» **Exercise objective**:
Output every line below without omitting or altering anything.
-------- Data to use --------
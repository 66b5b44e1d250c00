use std::env;
use std::time::Duration;

const DEFAULT_OPENAI_MODEL: &str = "gpt-4o-mini";
const DEFAULT_CV_MODEL_ID: &str = "fruit-ripeness-unjex/2";
const DEFAULT_TIMEOUT_SECS: u64 = 30;
const DEFAULT_BIND_ADDR: &str = "0.0.0.0:8000";

/// Process configuration, read once at startup. Provider availability is
/// decided here and never re-checked per request: if the Roboflow
/// settings are incomplete the CV model stays unavailable for the whole
/// process lifetime.
#[derive(Debug, Clone)]
pub struct Config {
    pub openai_api_key: Option<String>,
    pub openai_model: String,
    pub roboflow: Option<RoboflowConfig>,
    pub request_timeout: Duration,
    pub bind_addr: String,
}

#[derive(Debug, Clone)]
pub struct RoboflowConfig {
    pub api_url: String,
    pub api_key: String,
    pub model_id: String,
}

impl Config {
    pub fn from_env() -> Self {
        let openai_api_key = env::var("OPENAI_API_KEY").ok().filter(|k| !k.is_empty());

        let openai_model =
            env::var("OPENAI_MODEL").unwrap_or_else(|_| DEFAULT_OPENAI_MODEL.to_string());

        // Both settings are required for the CV model to be usable
        let roboflow = match (env::var("ROBOFLOW_URL"), env::var("ROBOFLOW_API_KEY")) {
            (Ok(api_url), Ok(api_key)) if !api_url.is_empty() && !api_key.is_empty() => {
                Some(RoboflowConfig {
                    api_url,
                    api_key,
                    model_id: env::var("CV_MODEL_ID")
                        .unwrap_or_else(|_| DEFAULT_CV_MODEL_ID.to_string()),
                })
            }
            _ => None,
        };

        let request_timeout = Duration::from_secs(
            env::var("REQUEST_TIMEOUT_SECS")
                .ok()
                .and_then(|v| v.parse().ok())
                .unwrap_or(DEFAULT_TIMEOUT_SECS),
        );

        let bind_addr = env::var("BIND_ADDR").unwrap_or_else(|_| DEFAULT_BIND_ADDR.to_string());

        Self {
            openai_api_key,
            openai_model,
            roboflow,
            request_timeout,
            bind_addr,
        }
    }
}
--------
» **Response for this exercise**:
repository 66b5b44e1d250c00
use std::env;
use std::time::Duration;

const DEFAULT_OPENAI_MODEL: &str = "gpt-4o-mini";
const DEFAULT_CV_MODEL_ID: &str = "fruit-ripeness-unjex/2";
const DEFAULT_TIMEOUT_SECS: u64 = 30;
const DEFAULT_BIND_ADDR: &str = "0.0.0.0:8000";

/// Process configuration, read once at startup. Provider availability is
/// decided here and never re-checked per request: if the Roboflow
/// settings are incomplete the CV model stays unavailable for the whole
/// process lifetime.
#[derive(Debug, Clone)]
pub struct Config {
    pub openai_api_key: Option<String>,
    pub openai_model: String,
    pub roboflow: Option<RoboflowConfig>,
    pub request_timeout: Duration,
    pub bind_addr: String,
}

#[derive(Debug, Clone)]
pub struct RoboflowConfig {
    pub api_url: String,
    pub api_key: String,
    pub model_id: String,
}

impl Config {
    pub fn from_env() -> Self {
        let openai_api_key = env::var("OPENAI_API_KEY").ok().filter(|k| !k.is_empty());

        let openai_model =
            env::var("OPENAI_MODEL").unwrap_or_else(|_| DEFAULT_OPENAI_MODEL.to_string());

        // Both settings are required for the CV model to be usable
        let roboflow = match (env::var("ROBOFLOW_URL"), env::var("ROBOFLOW_API_KEY")) {
            (Ok(api_url), Ok(api_key)) if !api_url.is_empty() && !api_key.is_empty() => {
                Some(RoboflowConfig {
                    api_url,
                    api_key,
                    model_id: env::var("CV_MODEL_ID")
                        .unwrap_or_else(|_| DEFAULT_CV_MODEL_ID.to_string()),
                })
            }
            _ => None,
        };

        let request_timeout = Duration::from_secs(
            env::var("REQUEST_TIMEOUT_SECS")
                .ok()
                .and_then(|v| v.parse().ok())
                .unwrap_or(DEFAULT_TIMEOUT_SECS),
        );

        let bind_addr = env::var("BIND_ADDR").unwrap_or_else(|_| DEFAULT_BIND_ADDR.to_string());

        Self {
            openai_api_key,
            openai_model,
            roboflow,
            request_timeout,
            bind_addr,
        }
    }
}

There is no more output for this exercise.